Other factors related to muscle inactivity may be involved in the inhibition of α2 Na,K-ATPase functional activity during short-term HS. The regulation of the α2 isozyme may also depend on its subunit partners and/or molecular environment, which are not completely known. The submembranous actin-based cytoskeleton has been shown to participate in the regulation of Na,K-ATPase activity, and HS is known to alter the transverse stiffness of rat soleus muscle via non-muscle alpha-actinins [39]. In addition, PKC activity is known to decrease after short HS [29], and this in turn could alter the phosphorylation state of the Na,K-ATPase α or FXYD1 subunits [44, 45].
It is well known that calcium ions play an essential role for a diversity of muscle functions [46]. Some data indicate that resting intracellular calcium levels increase in m. soleus fibers even after first days of HS [6, 10, 47] and it was proposed that this might contribute to the activation of calpains, further promoting muscle atrophy [6, 48]. So, the increase in basal Ca2+ level might act as a key trigger to downstream signaling events leading to muscle atrophy. The sources and mechanisms of this calcium accumulation remained to be elucidated. At the present time we can only speculate that the basal Ca2+ level might increase due to altered Na,Ca-exchange as a result of lowered α2 Na,K-ATPase transport activity and Na+ accumulation, similarly to “PLasmERosome” model [49].
Together, these findings demonstrate that muscle activity is absolutely required for the acute regulation of α2 transport activity. Overall, they support an emerging body of evidence suggesting that the catalytic activity of the α2 Na,K-ATPase isozyme in skeletal muscle is exquisitely sensitive to muscle use. Acute increases in muscle activity stimulate α2 isozyme transport activity, while acute decreases in muscle activity downregulate its activity.
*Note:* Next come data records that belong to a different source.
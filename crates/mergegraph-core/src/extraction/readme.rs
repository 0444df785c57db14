//! Free-text README extractors.

use crate::models::MergeMethod;
use regex::Regex;
use std::sync::LazyLock;

/// Phrases that usually open a sentence describing the model, in priority order.
const DESCRIPTION_HINTS: &[&str] = &[
    " is a fine-tuned ",
    "is a merge of",
    " based on ",
    "was merged using",
    "created using",
    "made with",
    "was trained ",
    " is a ",
    "this model is ",
    "this is an ",
    "mergekit",
    "lazymergekit",
    "this is the ",
    "it is the ",
    "merge ",
    " using ",
    "large language model ",
    "language model",
];

/// Lines starting with these are list items, comments or headings.
const SKIP_PREFIXES: &[&str] = &["-", "<!--", "#"];

static NON_WORD: LazyLock<Regex> = LazyLock::new(|| Regex::new(r"[^\w.-]+").unwrap());
static WHITESPACE: LazyLock<Regex> = LazyLock::new(|| Regex::new(r"\s+").unwrap());

/// Replace markup and punctuation with spaces and collapse whitespace.
pub fn sanitize_description(description: &str) -> String {
    let cleaned = NON_WORD.replace_all(description, " ");
    WHITESPACE.replace_all(&cleaned, " ").trim().to_string()
}

/// First README line that contains one of the description hints.
pub fn description_from_readme(body: &str) -> Option<String> {
    body.lines()
        .map(str::trim)
        .filter(|line| {
            let lower = line.to_lowercase();
            !SKIP_PREFIXES.iter().any(|p| lower.starts_with(p))
                && DESCRIPTION_HINTS.iter().any(|hint| lower.contains(hint))
        })
        .map(sanitize_description)
        .find(|description| !description.is_empty())
}

/// Approximate the merge method by substring search over known names.
///
/// Longer names are tried first so `dare_ties` is not reported as `ties`.
pub fn extract_merge_method_from_description(description: &str) -> Option<MergeMethod> {
    let mut methods: Vec<MergeMethod> = MergeMethod::ALL
        .iter()
        .copied()
        .filter(|m| *m != MergeMethod::Other)
        .collect();
    methods.sort_by_key(|m| std::cmp::Reverse(m.as_str().len()));

    methods
        .into_iter()
        .find(|method| description.contains(method.as_str()))
}
/// Job count per status.
#[derive(Debug, Clone, Default, PartialEq, Eq, Serialize)]
pub struct QueueCounts {
    pub queued: usize,
    pub started: usize,
    pub finished: usize,
    pub failed: usize,
    pub dead: usize,
}

impl QueueCounts {
    pub fn pending(&self) -> usize {
        self.queued + self.started
    }
}

const JOB_COLUMNS: &str = "id, payload, status, attempts, error, enqueued_at, started_at, ended_at";

fn timestamp(at: DateTime<Utc>) -> String {
    at.to_rfc3339_opts(SecondsFormat::Millis, true)
}

fn parse_timestamp(value: Option<String>) -> Option<DateTime<Utc>> {
    value
        .and_then(|v| DateTime::parse_from_rfc3339(&v).ok())
        .map(|dt| dt.with_timezone(&Utc))
}

fn conversion_error(index: usize, e: impl std::error::Error + Send + Sync + 'static) -> rusqlite::Error {
    rusqlite::Error::FromSqlConversionFailure(index, rusqlite::types::Type::Text, Box::new(e))
}

fn row_to_job(row: &Row<'_>) -> rusqlite::Result<JobRecord> {
    let payload: String = row.get(1)?;
    let status: String = row.get(2)?;
    Ok(JobRecord {
        id: row.get(0)?,
        payload: serde_json::from_str(&payload).map_err(|e| conversion_error(1, e))?,
        status: JobStatus::parse(&status).map_err(|e| conversion_error(2, e))?,
        attempts: row.get(3)?,
        error: row.get(4)?,
        enqueued_at: parse_timestamp(row.get(5)?),
        started_at: parse_timestamp(row.get(6)?),
        ended_at: parse_timestamp(row.get(7)?),
    })
}

fn insert_job(conn: &Connection, payload: &JobPayload, now: &str) -> Result<String> {
    let id = payload.job_id();
    conn.execute(
        "INSERT INTO jobs (id, payload, status, attempts, enqueued_at)
         VALUES (?1, ?2, 'queued', 0, ?3)
         ON CONFLICT(id) DO UPDATE SET
             payload = excluded.payload,
             status = 'queued',
             attempts = 0,
             error = NULL,
             enqueued_at = excluded.enqueued_at,
             started_at = NULL,
             ended_at = NULL
         WHERE jobs.status NOT IN ('queued', 'started')",
        params![id, serde_json::to_string(payload)?, now],
    )?;
    Ok(id)
}

/// SQLite-backed job queue.
#[derive(Clone)]
pub struct JobQueue {
    path: Option<PathBuf>,
    conn: Arc<Mutex<Connection>>,
    retry: RetryConfig,
}

impl std::fmt::Debug for JobQueue {
    fn fmt(&self, f: &mut std::fmt::Formatter<'_>) -> std::fmt::Result {
        f.debug_struct("JobQueue").field("path", &self.path).finish()
    }
}

impl JobQueue {
    pub fn open(path: impl Into<PathBuf>, retry: RetryConfig) -> Result<Self> {
        let path = path.into();
        if let Some(parent) = path.parent() {
            if !parent.as_os_str().is_empty() && !parent.exists() {
                std::fs::create_dir_all(parent)
                    .map_err(|e| MergeGraphError::io_with_path(e, parent))?;
            }
        }
        let conn = Connection::open(&path)?;
        conn.execute_batch("PRAGMA journal_mode=WAL; PRAGMA synchronous=NORMAL;")?;
        Self::from_connection(conn, Some(path), retry)
    }

    pub fn open_in_memory(retry: RetryConfig) -> Result<Self> {
        Self::from_connection(Connection::open_in_memory()?, None, retry)
    }

    fn from_connection(conn: Connection, path: Option<PathBuf>, retry: RetryConfig) -> Result<Self> {
        conn.busy_timeout(GraphConfig::BUSY_TIMEOUT)?;
        conn.execute_batch(
            "
            CREATE TABLE IF NOT EXISTS jobs (
                id TEXT PRIMARY KEY,
                payload TEXT NOT NULL,
                status TEXT NOT NULL,
                attempts INTEGER NOT NULL DEFAULT 0,
                error TEXT,
                enqueued_at TEXT NOT NULL,
                started_at TEXT,
                ended_at TEXT
            );
            CREATE INDEX IF NOT EXISTS idx_jobs_status ON jobs(status, enqueued_at);
            ",
        )?;
        Ok(Self {
            path,
            conn: Arc::new(Mutex::new(conn)),
            retry,
        })
    }

    pub fn path(&self) -> Option<&Path> {
        self.path.as_deref()
    }

    fn lock(&self) -> Result<MutexGuard<'_, Connection>> {
        self.conn.lock().map_err(|_| MergeGraphError::Database {
            message: "Failed to acquire queue lock".to_string(),
            source: None,
        })
    }

    fn with_connection<T>(&self, mut f: impl FnMut(&mut Connection) -> Result<T>) -> Result<T> {
        let (result, _) = retry_blocking(
            &self.retry,
            || {
                let mut conn = self.lock()?;
                f(&mut conn)
            },
            MergeGraphError::is_transient,
        );
        result
    }

    /// Queue one job; an existing entry with the same id is reset unless it
    /// is still pending.
    pub fn enqueue(&self, payload: &JobPayload) -> Result<String> {
        let now = timestamp(Utc::now());
        self.with_connection(|conn| insert_job(conn, payload, &now))
    }

    /// Queue several jobs in one transaction, returning their ids in order.
    pub fn enqueue_many(&self, payloads: &[JobPayload]) -> Result<Vec<String>> {
        let now = timestamp(Utc::now());
        let ids = self.with_connection(|conn| {
            let tx = conn.transaction()?;
            let ids = payloads
                .iter()
                .map(|p| insert_job(&tx, p, &now))
                .collect::<Result<Vec<_>>>()?;
            tx.commit()?;
            Ok(ids)
        })?;
        debug!("Enqueued {} jobs", ids.len());
        Ok(ids)
    }

    /// Hand the oldest queued job to the caller, marking it started.
    pub fn claim_next(&self) -> Result<Option<JobRecord>> {
        let now = timestamp(Utc::now());
        self.with_connection(|conn| {
            let tx = conn.transaction_with_behavior(TransactionBehavior::Immediate)?;
            let id: Option<String> = tx
                .query_row(
                    "SELECT id FROM jobs WHERE status = 'queued'
                     ORDER BY enqueued_at, rowid LIMIT 1",
                    [],
                    |row| row.get(0),
                )
                .optional()?;
            let Some(id) = id else {
                return Ok(None);
            };
            tx.execute(
                "UPDATE jobs SET status = 'started', started_at = ?2, attempts = attempts + 1
                 WHERE id = ?1",
                params![id, now],
            )?;
            let job = tx.query_row(
                &format!("SELECT {} FROM jobs WHERE id = ?1", JOB_COLUMNS),
                params![id],
                row_to_job,
            )?;
            tx.commit()?;
            Ok(Some(job))
        })
    }

    fn finish(&self, id: &str, status: JobStatus, error: Option<&str>) -> Result<bool> {
        let now = timestamp(Utc::now());
        let changed = self.with_connection(|conn| {
            Ok(conn.execute(
                "UPDATE jobs SET status = ?2, error = ?3, ended_at = ?4 WHERE id = ?1",
                params![id, status.as_str(), error, now],
            )?)
        })?;
        Ok(changed > 0)
    }

    pub fn mark_finished(&self, id: &str) -> Result<bool> {
        self.finish(id, JobStatus::Finished, None)
    }

    pub fn mark_failed(&self, id: &str, error: &str) -> Result<bool> {
        self.finish(id, JobStatus::Failed, Some(error))
    }

    /// Give up on a job for good.
    pub fn mark_dead(&self, id: &str) -> Result<bool> {
        let changed = self.with_connection(|conn| {
            Ok(conn.execute(
                "UPDATE jobs SET status = 'dead' WHERE id = ?1",
                params![id],
            )?)
        })?;
        if changed > 0 {
            warn!("Job {} moved to dead", id);
        }
        Ok(changed > 0)
    }

    /// Put a failed job back in the queue, keeping its attempt count.
    pub fn requeue(&self, id: &str) -> Result<bool> {
        let now = timestamp(Utc::now());
        let changed = self.with_connection(|conn| {
            Ok(conn.execute(
                "UPDATE jobs SET status = 'queued', enqueued_at = ?2, started_at = NULL, ended_at = NULL
                 WHERE id = ?1 AND status = 'failed'",
                params![id, now],
            )?)
        })?;
        Ok(changed > 0)
    }

    /// Fail started jobs older than `timeout`, as left behind by a worker
    /// that died mid-job.
    pub fn fail_stale(&self, timeout: Duration) -> Result<usize> {
        let timeout = chrono::Duration::from_std(timeout).map_err(|e| MergeGraphError::Config {
            message: format!("invalid job timeout: {}", e),
        })?;
        let now = Utc::now();
        let cutoff = timestamp(now - timeout);
        let now = timestamp(now);
        let changed = self.with_connection(|conn| {
            Ok(conn.execute(
                "UPDATE jobs SET status = 'failed', error = 'Abandoned by worker', ended_at = ?2
                 WHERE status = 'started' AND started_at < ?1",
                params![cutoff, now],
            )?)
        })?;
        if changed > 0 {
            warn!("Failed {} stale jobs", changed);
        }
        Ok(changed)
    }

    pub fn get(&self, id: &str) -> Result<Option<JobRecord>> {
        self.with_connection(|conn| {
            Ok(conn
                .query_row(
                    &format!("SELECT {} FROM jobs WHERE id = ?1", JOB_COLUMNS),
                    params![id],
                    row_to_job,
                )
                .optional()?)
        })
    }

    /// Records for `ids`; unknown ids are omitted.
    pub fn jobs(&self, ids: &[String]) -> Result<Vec<JobRecord>> {
        self.with_connection(|conn| {
            let mut stmt = conn.prepare(&format!("SELECT {} FROM jobs WHERE id = ?1", JOB_COLUMNS))?;
            let mut jobs = Vec::with_capacity(ids.len());
            for id in ids {
                if let Some(job) = stmt.query_row(params![id], row_to_job).optional()? {
                    jobs.push(job);
                }
            }
            Ok(jobs)
        })
    }

    pub fn failed_job_ids(&self) -> Result<Vec<String>> {
        self.ids_with_status(JobStatus::Failed)
    }

    pub fn ids_with_status(&self, status: JobStatus) -> Result<Vec<String>> {
        self.with_connection(|conn| {
            let mut stmt = conn.prepare("SELECT id FROM jobs WHERE status = ?1 ORDER BY id")?;
            let ids = stmt
                .query_map(params![status.as_str()], |row| row.get(0))?
                .collect::<rusqlite::Result<Vec<String>>>()?;
            Ok(ids)
        })
    }

    pub fn counts(&self) -> Result<QueueCounts> {
        let rows: HashMap<String, usize> = self.with_connection(|conn| {
            let mut stmt = conn.prepare("SELECT status, COUNT(*) FROM jobs GROUP BY status")?;
            let rows = stmt
                .query_map([], |row| Ok((row.get::<_, String>(0)?, row.get::<_, i64>(1)? as usize)))?
                .collect::<rusqlite::Result<HashMap<_, _>>>()?;
            Ok(rows)
        })?;
        let count = |status: JobStatus| rows.get(status.as_str()).copied().unwrap_or(0);
        Ok(QueueCounts {
            queued: count(JobStatus::Queued),
            started: count(JobStatus::Started),
            finished: count(JobStatus::Finished),
            failed: count(JobStatus::Failed),
            dead: count(JobStatus::Dead),
        })
    }

    /// Remove every job.
    pub fn clear(&self) -> Result<usize> {
        let removed = self.with_connection(|conn| Ok(conn.execute("DELETE FROM jobs", [])?))?;
        info!("Cleared {} jobs", removed);
        Ok(removed)
    }
}
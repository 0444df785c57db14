//! Model card metadata (README front matter) extractors.

use serde_json::Value;

const FRONT_MATTER_DELIMITER: &str = "---\n";

/// Raw front matter of a README starting with `---`.
pub fn card_data_string_from_readme(readme: &str) -> Option<&str> {
    if !readme.starts_with(FRONT_MATTER_DELIMITER) {
        return None;
    }
    readme.split(FRONT_MATTER_DELIMITER).nth(1)
}

/// README text after the front matter block.
pub fn readme_body(readme: &str) -> &str {
    let Some(rest) = readme.strip_prefix(FRONT_MATTER_DELIMITER) else {
        return readme;
    };
    if let Some(stripped) = rest.strip_prefix(FRONT_MATTER_DELIMITER) {
        return stripped;
    }
    match rest.find("\n---\n") {
        Some(end) => &rest[end + 5..],
        None => readme,
    }
}

/// Front matter parsed as a JSON object.
pub fn card_data_from_readme(readme: &str) -> Option<Value> {
    let raw = card_data_string_from_readme(readme)?;
    let parsed: serde_yaml::Value = serde_yaml::from_str(raw).ok()?;
    match super::mergekit::yaml_to_json(parsed) {
        value @ Value::Object(_) => Some(value),
        _ => None,
    }
}

/// `base_model` as a string or list.
pub fn base_models_from_card_data(card_data: &Value) -> Vec<String> {
    match card_data.get("base_model") {
        Some(Value::String(s)) => vec![s.clone()],
        Some(Value::Array(items)) => items
            .iter()
            .filter_map(Value::as_str)
            .map(str::to_string)
            .collect(),
        _ => Vec::new(),
    }
}

pub fn license_from_card_data(card_data: &Value) -> Option<String> {
    non_empty_str(card_data, "license")
}

pub fn model_name_from_card_data(card_data: &Value) -> Option<String> {
    non_empty_str(card_data, "model_name")
}

fn non_empty_str(card_data: &Value, key: &str) -> Option<String> {
    card_data
        .get(key)
        .and_then(Value::as_str)
        .map(str::trim)
        .filter(|s| !s.is_empty())
        .map(str::to_string)
}

#[cfg(test)]
mod tests {
    use super::*;

    const README: &str = "---\nlicense: apache-2.0\nbase_model:\n- B/y\n- C/w\ntags:\n- merge\n---\n# Model\n\nThis model is a merge of B/y and C/w.\n";

    #[test]
    fn test_card_data_from_readme() {
        let card = card_data_from_readme(README).unwrap();
        assert_eq!(base_models_from_card_data(&card), vec!["B/y", "C/w"]);
        assert_eq!(license_from_card_data(&card).as_deref(), Some("apache-2.0"));
        assert!(model_name_from_card_data(&card).is_none());
    }

    #[test]
    fn test_single_base_model_string() {
        let card = card_data_from_readme("---\nbase_model: B/y\nmodel_name: Fancy\n---\nbody").unwrap();
        assert_eq!(base_models_from_card_data(&card), vec!["B/y"]);
        assert_eq!(model_name_from_card_data(&card).as_deref(), Some("Fancy"));
    }

    #[test]
    fn test_readme_without_front_matter() {
        assert!(card_data_string_from_readme("# Title\n").is_none());
        assert!(card_data_from_readme("# Title\n").is_none());
        assert_eq!(readme_body("# Title\n"), "# Title\n");
    }

    #[test]
    fn test_readme_body() {
        assert_eq!(
            readme_body(README),
            "# Model\n\nThis model is a merge of B/y and C/w.\n"
        );
        assert_eq!(readme_body("---\n---\nbody"), "body");
    }
}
Longer-term changes in the level of muscle use also influence α2 mRNA and protein content; the changes in content induced by HS are transient and therefore, whether a change in α2 content is observed depends critically on the time point of the measurement.
Our findings further show that isoform-specific changes in Na,K-ATPase expression and function are an early event in the development of disuse atrophy during HS. The significance of these early changes in Na,K-ATPase transport activity, content, and membrane depolarization in the development of disuse atrophy remains to be elucidated.
Acknowledgments
This work is supported by RFBR no. 13-04-00973; St. Petersburg State University research center “Molecular and cell technologies” and Grants no. 1.50.1621.2013 and no. 1.38.231.2014; the Danish Research Council no. 09/063499 and the Novo Nordisk Foundation nos. 2010-12-03 and 2011-11-28; The National Institute of Arthritis and Musculoskeletal and Skin Diseases of the National Institutes of Health (USA), Award R01 AR063710.
Abbreviations
- HS:
Hindlimb suspension
- RMP:
Resting membrane potential
- nAChR:
Nicotinic acetylcholine receptor
- EMG:
Electromyogram
- PKC:
Protein kinase C.
Conflict of Interests
The authors have no conflict of interests.